My 2yr old pointed at my crotch and said, “Big pee pee!” I’m taking him with me everywhere I go from now on.
Guy in the dressing room next to mine: “I don’t want to get blood on these pants.” I want to reply, “Then stay out of my way on the catwalk”
Great. Ban gay marriage. Remember what happened during Prohibition? Now we’re going to have everyone making bathtub gay marriages.
I show extra confidence at a job interview by giving a firm handshake before and after every question.
[filling out job application]
Race: Barbarian
This weather better stop actin like my teenager’s mood
It’s amazing how soft hotel towels become after you wash them at home.

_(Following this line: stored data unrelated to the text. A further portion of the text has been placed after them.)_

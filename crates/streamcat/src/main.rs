use clap::{Parser, Subcommand};
use std::path::PathBuf;
use tracing::info;
use tracing_subscriber::EnvFilter;

use streamcat_catalog::{CatalogContext, Settings, TableDescriptionSupplier};
use streamcat_common::SchemaTableName;

#[derive(Parser, Debug)]
#[command(author, version, about, long_about = None)]
struct Args {
    /// Settings file; defaults to `STREAMCAT_CONFIG_PATH` or `crates/streamcat/config/default.toml`.
    #[arg(short, long)]
    config: Option<PathBuf>,

    #[command(subcommand)]
    command: Command,
}

#[derive(Subcommand, Debug)]
enum Command {
    /// Print every known table and the stream behind it.
    List,
    /// Print the fields of one table, given as `schema.table` or `table`.
    Describe { table: String },
    /// Keep polling and log each new snapshot until interrupted.
    Watch,
}

#[tokio::main]
async fn main() -> Result<(), Box<dyn std::error::Error>> {
    tracing_subscriber::fmt()
        .with_env_filter(
            EnvFilter::try_from_default_env()
                .unwrap_or_else(|_| EnvFilter::new("streamcat=info,streamcat_catalog=info,warn")),
        )
        .init();

    let args = Args::parse();
    let settings = match &args.config {
        Some(path) => Settings::from_file(path)?,
        None => Settings::new()?,
    };

    let context = CatalogContext::start(settings).await?;
    let supplier = context.supplier();

    let result = match args.command {
        Command::List => {
            list(&supplier);
            Ok(())
        }
        Command::Describe { table } => describe(&context, &supplier, &table),
        Command::Watch => watch(&supplier).await,
    };

    context.shutdown().await;
    result
}

fn list(supplier: &TableDescriptionSupplier) {
    let snapshot = supplier.get();
    for name in supplier.table_names() {
        if let Some(description) = snapshot.get(&name) {
            println!("{} -> {}", name, description.stream_name());
        }
    }
}

fn describe(
    context: &CatalogContext,
    supplier: &TableDescriptionSupplier,
    table: &str,
) -> Result<(), Box<dyn std::error::Error>> {
    let name = SchemaTableName::parse(table, &context.settings().default_schema)?;
    let description = supplier
        .describe(&name)
        .ok_or_else(|| format!("table {} not found", name))?;

    println!("table:  {}", name);
    println!("stream: {}", description.stream_name());
    match description.message() {
        Some(message) => {
            println!("format: {}", message.data_format());
            for field in message.fields() {
                let hidden = if field.is_hidden() { " (hidden)" } else { "" };
                println!(
                    "  {} {} <- {}{}",
                    field.name(),
                    field.type_name(),
                    field.mapping().unwrap_or(field.name()),
                    hidden
                );
            }
        }
        None => println!("format: <none>"),
    }

    let schema = description.arrow_schema(context.hide_internal_columns())?;
    println!("arrow schema:");
    for field in schema.fields() {
        println!("  {}: {}", field.name(), field.data_type());
    }
    Ok(())
}

async fn watch(supplier: &TableDescriptionSupplier) -> Result<(), Box<dyn std::error::Error>> {
    let mut updates = supplier.subscribe();
    let current = updates.borrow_and_update().clone();
    info!(generation = current.generation(), tables = current.len(), "watching table descriptions");

    loop {
        tokio::select! {
            _ = tokio::signal::ctrl_c() => {
                info!("interrupted, shutting down");
                return Ok(());
            }
            changed = updates.changed() => {
                changed?;
                let snapshot = updates.borrow_and_update().clone();
                info!(
                    generation = snapshot.generation(),
                    origin = ?snapshot.origin(),
                    tables = snapshot.len(),
                    "table descriptions updated"
                );
            }
        }
    }
}
use async_trait::async_trait;
use chrono::{DateTime, Utc};
use std::path::{Path, PathBuf};
use tracing::warn;

use super::{DescriptorSource, ObjectEntry};
use crate::error::{CatalogError, Result};

/// Descriptor files in a single local directory. Subdirectories are ignored.
#[derive(Debug, Clone)]
pub struct LocalFileSource {
    root: PathBuf,
    name: String,
}

impl LocalFileSource {
    /// Fails with `SourceUnavailable` when `root` is missing or not a directory.
    pub fn open(root: impl AsRef<Path>) -> Result<Self> {
        let root = root.as_ref().to_path_buf();
        let name = root.display().to_string();
        let metadata = std::fs::metadata(&root).map_err(|e| CatalogError::unavailable(&name, e))?;
        if !metadata.is_dir() {
            return Err(CatalogError::unavailable(name, "not a directory"));
        }
        Ok(Self { root, name })
    }

    pub fn root(&self) -> &Path {
        &self.root
    }
}

#[async_trait]
impl DescriptorSource for LocalFileSource {
    fn name(&self) -> &str {
        &self.name
    }

    async fn list(&self, prefix: &str) -> Result<Vec<ObjectEntry>> {
        let dir = if prefix.is_empty() {
            self.root.clone()
        } else {
            self.root.join(prefix)
        };

        let mut read_dir = tokio::fs::read_dir(&dir).await?;
        let mut entries = Vec::new();
        while let Some(entry) = read_dir.next_entry().await? {
            // Follows symlinks, which is how mounted config volumes expose files
            let metadata = match tokio::fs::metadata(entry.path()).await {
                Ok(metadata) => metadata,
                Err(e) => {
                    warn!(path = %entry.path().display(), error = %e, "skipping unreadable directory entry");
                    continue;
                }
            };
            if !metadata.is_file() {
                continue;
            }
            let Some(file_name) = entry.file_name().to_str().map(str::to_string) else {
                continue;
            };
            let key = if prefix.is_empty() {
                file_name
            } else {
                format!("{}/{}", prefix.trim_end_matches('/'), file_name)
            };
            let version = metadata
                .modified()
                .ok()
                .map(|modified| format!("{}:{}", DateTime::<Utc>::from(modified).to_rfc3339(), metadata.len()));
            entries.push(ObjectEntry { key, version });
        }
        entries.sort_by(|a, b| a.key.cmp(&b.key));
        Ok(entries)
    }

    async fn fetch(&self, key: &str) -> Result<Vec<u8>> {
        Ok(tokio::fs::read(self.root.join(key)).await?)
    }
}
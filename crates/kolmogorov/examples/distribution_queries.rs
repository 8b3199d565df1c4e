//! Kolmogorov Distribution Examples
//!
//! This example demonstrates the main queries offered by the crate:
//! - Exact CDF evaluation for small and moderate samples
//! - p-values for observed statistics
//! - Critical values at standard significance levels
//! - The right-tail shortcut for extreme statistics
//! - Agreement with the limiting distribution

use kolmogorov::prelude::*;

fn main() -> Result<(), KolmogorovError> {
    println!("{}", "=".repeat(80));
    println!("Kolmogorov Distribution Examples");
    println!("{}", "=".repeat(80));
    println!();

    example_1_exact_cdf()?;
    example_2_hypothesis_test()?;
    example_3_critical_values()?;
    example_4_tail_shortcut()?;
    example_5_limiting_law()?;

    Ok(())
}

/// Example 1: Exact CDF Evaluation
/// Closed-form check: P(D2 <= 0.75) is exactly 0.875.
fn example_1_exact_cdf() -> Result<(), KolmogorovError> {
    println!("Example 1: Exact CDF Evaluation");
    println!("{}", "-".repeat(80));

    let dist = Kolmogorov::new().build()?;
    let p = dist.cdf(2, 0.75)?;

    println!("P(D2 <= 0.75) = {p} (closed form: 0.875)");
    println!();
    Ok(())
}

/// Example 2: Hypothesis Test
/// Full report for an observed statistic.
fn example_2_hypothesis_test() -> Result<(), KolmogorovError> {
    println!("Example 2: Hypothesis Test");
    println!("{}", "-".repeat(80));

    let dist = Kolmogorov::new().build()?;
    let report = dist.evaluate(10, 0.41)?;

    println!("{report}");
    println!(
        "Significant at 5%: {}",
        report.is_significant_at(0.05)
    );
    println!();
    Ok(())
}

/// Example 3: Critical Values
/// Smallest d with P(Dn > d) <= alpha, for the standard levels.
fn example_3_critical_values() -> Result<(), KolmogorovError> {
    println!("Example 3: Critical Values (n = 20)");
    println!("{}", "-".repeat(80));

    let dist = Kolmogorov::new().build()?;
    for alpha in [0.10, 0.05, 0.01] {
        let d = dist.critical_value(20, alpha)?;
        println!("alpha = {alpha:<5} -> d_crit = {d:.5}");
    }
    println!();
    Ok(())
}

/// Example 4: Right-Tail Shortcut
/// Extreme statistics resolve in constant time with the shortcut enabled.
fn example_4_tail_shortcut() -> Result<(), KolmogorovError> {
    println!("Example 4: Right-Tail Shortcut");
    println!("{}", "-".repeat(80));

    let fast = Kolmogorov::new().right_tail_shortcut().build()?;
    let report = fast.evaluate(1_000, 0.2)?;

    println!("{report}");
    Ok(())
}

/// Example 5: Limiting Law
/// For large n, P(Dn <= t / sqrt(n)) approaches the Kolmogorov limit.
fn example_5_limiting_law() -> Result<(), KolmogorovError> {
    println!("Example 5: Limiting Law (n = 5000)");
    println!("{}", "-".repeat(80));

    let dist = Kolmogorov::new().build()?;
    let n = 5_000;
    let scale = (n as f64).sqrt();

    for t in [0.8, 1.0, 1.2] {
        let exact = dist.cdf(n, t / scale)?;
        let limit = limiting_cdf(t);
        println!("t = {t}: exact = {exact:.6}, limit = {limit:.6}");
    }
    println!();
    Ok(())
}
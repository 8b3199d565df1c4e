//! Layer 2: Math
//!
//! # Purpose
//!
//! This layer provides pure mathematical functions used throughout the crate:
//! - Decimal scale management for overflow-free repeated squaring
//! - Asymptotic forms of the Kolmogorov distribution
//!
//! These are reusable mathematical building blocks with no algorithm-specific logic.
//!
//! # Architecture
//!
//! ```text
//! Layer 6: API
//!   ↓
//! Layer 5: Engine
//!   ↓
//! Layer 4: Evaluation
//!   ↓
//! Layer 3: Algorithms
//!   ↓
//! Layer 2: Math ← You are here
//!   ↓
//! Layer 1: Primitives
//! ```

/// Decimal rescaling policy.
pub mod scaling;

/// Limiting distribution and right-tail estimates.
pub mod asymptotic;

If Bear Grylls married Chuck E. Cheese they would be the Grylls-Cheese family.
Don’t you hate it when you’ve been working out for 2 hours and realize it’s only been 15 minutes?
I wanted something old and soft to wax my car, so I used Grandma.
can’t talk rn I’m busy cyberbullying people who paint over solid wood antique furniture
hey I just met you
and this is crazy
but I’m going to argue with another stranger in your mentions
for hours maybe
how it started vs how it ended
Having kids has taught me that their ears are for decorative purposes only.
Halloween is the only day of the year I can be myself.
*flies away with my broom*
[god designing humans]
Angel: there was a mix-up at the factory. The intestines are way too long
God: *stuffing em all in there* I got this
Did you hear about the two thieves who stole a calendar?
They each got six months.
Research shows vacuum cleaners can cause hearing loss.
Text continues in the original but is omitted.